Danyy, you seem to be flipping from guy to guy to guy. Your BF, then your ex, then this "other guy" that you regret leaving... Do you NEED another man? Why are you not working on YOURSELF and not be with anyone right now. You need to work on your self-esteem so that you don't accept being treated like your ex and BF treat you. You need to learn to have boundaries in place that you will not let them cross. You need to read the red-flags around these guys to know they are not candidates for a Long Term Relationship. You need to stand up for yourself and NOT accept this type of behavior from someone who is supposed to love you. Do not give away your love to someone who does not deserve it.


----------



## turnera

You haven't changed at all. You haven't 'reflected' on anything. You just keep repeating the same stuff over and over without CHANGING anything. How do you expect anything to improve if you change nothing and don't follow anybody's advice?


----------



## Danyy

I am sorry that I continued to write about my problem. I was feeling alone and confused so I decided to write my story here


----------



## turnera

Are you looking for a solution to your pain or are you just complaining? This is a place where you can learn to CHANGE your life so that you can be happy. But nobody can do it for you. You have to be willing to change what you are doing. Since you have come here, not one single person has told you that either one of these men should be in your life, yet you won't talk about leaving them. We can't do that for you.


----------



## Danyy

It is not that I don't want to talk about leaving them, but me I am extremely sensitive and I need time. I feel bad that my heart got broken again


----------



## turnera

You won't change without a plan. You can either come here and complain about how unhappy you are...and still be coming here a year from now complaining about how unhappy you are - or you can come here and ask for actual advice on what to do to get unstuck, and then take CONCRETE STEPS toward being happy. 

Which do you want?


----------



## Danyy

I need a concrete support to find the way to be no more stucked in this situation. I would like to be happy. But I feel weak, like I am.in a cage and I cannot move from there


----------



## turnera

So you have come here for advice. Are you willing to take the steps that we are advising you to do?


----------



## Betrayedone

Danyy said:


> Thank You all for the kind answers you gave me, I truly appreciate all of them and I recognize that I don't have enough love for myself.
> About the suggestion not to go deeper with the new guy, I guess it is a little but late, he already introduced me to his Family and now he is telling to everyone that he will marry me, some time I got angry for this.
> One more suggestions please, so both of them are not good for me??


That is correct!


----------



## Danyy

Yes I am ready to move my steps.


----------



## Cynthia

Danyy said:


> Yes I am ready to move my steps.


Good. Please don't step towards the alter. Marriage is not the answer here. You will be even more miserable than you are now. 

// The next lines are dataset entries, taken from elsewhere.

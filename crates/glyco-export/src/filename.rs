use serde::{Deserialize, Serialize};

pub const PDF_MIME: &str = "application/pdf";
pub const DOCX_MIME: &str =
    "application/vnd.openxmlformats-officedocument.wordprocessingml.document";

#[derive(Debug, Clone, Copy, Default, PartialEq, Eq, Serialize, Deserialize)]
#[serde(rename_all = "snake_case")]
pub enum ExportFormat {
    #[default]
    Pdf,
    Docx,
}

impl ExportFormat {
    pub fn mime(self) -> &'static str {
        match self {
            ExportFormat::Pdf => PDF_MIME,
            ExportFormat::Docx => DOCX_MIME,
        }
    }

    pub fn extension(self) -> &'static str {
        match self {
            ExportFormat::Pdf => "pdf",
            ExportFormat::Docx => "docx",
        }
    }
}

/// Download filename for a patient's report: `Jane Doe` →
/// `Jane_Doe_diabetes_report.pdf`.
///
/// Path separators, quotes and control characters are dropped so the name is
/// safe inside a `Content-Disposition` header.
pub fn report_filename(patient_name: &str, format: ExportFormat) -> String {
    let stem: String = patient_name
        .trim()
        .chars()
        .filter(|c| !c.is_control() && !matches!(c, '/' | '\\' | '"' | ':'))
        .map(|c| if c == ' ' { '_' } else { c })
        .collect();
    let stem = if stem.is_empty() { "patient" } else { &stem };
    format!("{stem}_diabetes_report.{}", format.extension())
}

I don't think you're as confused as you think you are. You are sick and tired of being manipulated and taken advantage of. That is clear. The only confusion I see is that you are confused about why you are sick and tired of being taken advantage of. Your boyfriend doesn't love you. He is is using you. Free yourself.

You can't find true love if you are saddled to someone who you are miserable with. Don't go looking for someone new until you stop this relationship with your boyfriend. Take some time to work on your personal life and get to a healthy place before you look for someone else. These worthless men can see that you are desperate for love, so they manipulate your feelings and take advantage of you. Not all men are like that, but you need to be putting out different signals that show you are a woman of value and expect to be treated as such.


----------



## turnera

I know firsthand how hard it is to stand up to manipulative men. Especially when you don't have the personal self worth to understand you have the right to deserve and expect better.

So the best thing for you to do is to take STEPS. Small steps. Pick one step at a time and DO that step - consistently - until it feels natural and right. Any step you take to change the status quo is going to be scary at first, but once you start doing it consistently, it will build up your self esteem and reduce your fear about standing up for yourself.

So, what steps? There are several you could take, but I recommend one simple one first: stop spending your money on your boyfriend. This is crucial to untangling yourself from him and his manipulation and guilt. It will create an awareness that you are no longer going to be his wallet. 

Now, you could stop buying him groceries, or you could stop handing him money or you could get separate tickets when you go out to eat and refuse to pay for his. Which one do you think you can accomplish?


----------



## Cynthia

turnera said:


> So the best thing for you to do is to take STEPS. Small steps. Pick one step at a time and DO that step - consistently - until it feels natural and right. Any step you take to change the status quo is going to be scary at first, but once you start doing it consistently, it will build up your self esteem and reduce your fear about standing up for yourself.
> 
> So, what steps? There are several you could take, but I recommend one simple one first: stop spending your money on your boyfriend. This is crucial to untangling yourself from him and his manipulation and guilt. It will create an awareness that you are no longer going to be his wallet.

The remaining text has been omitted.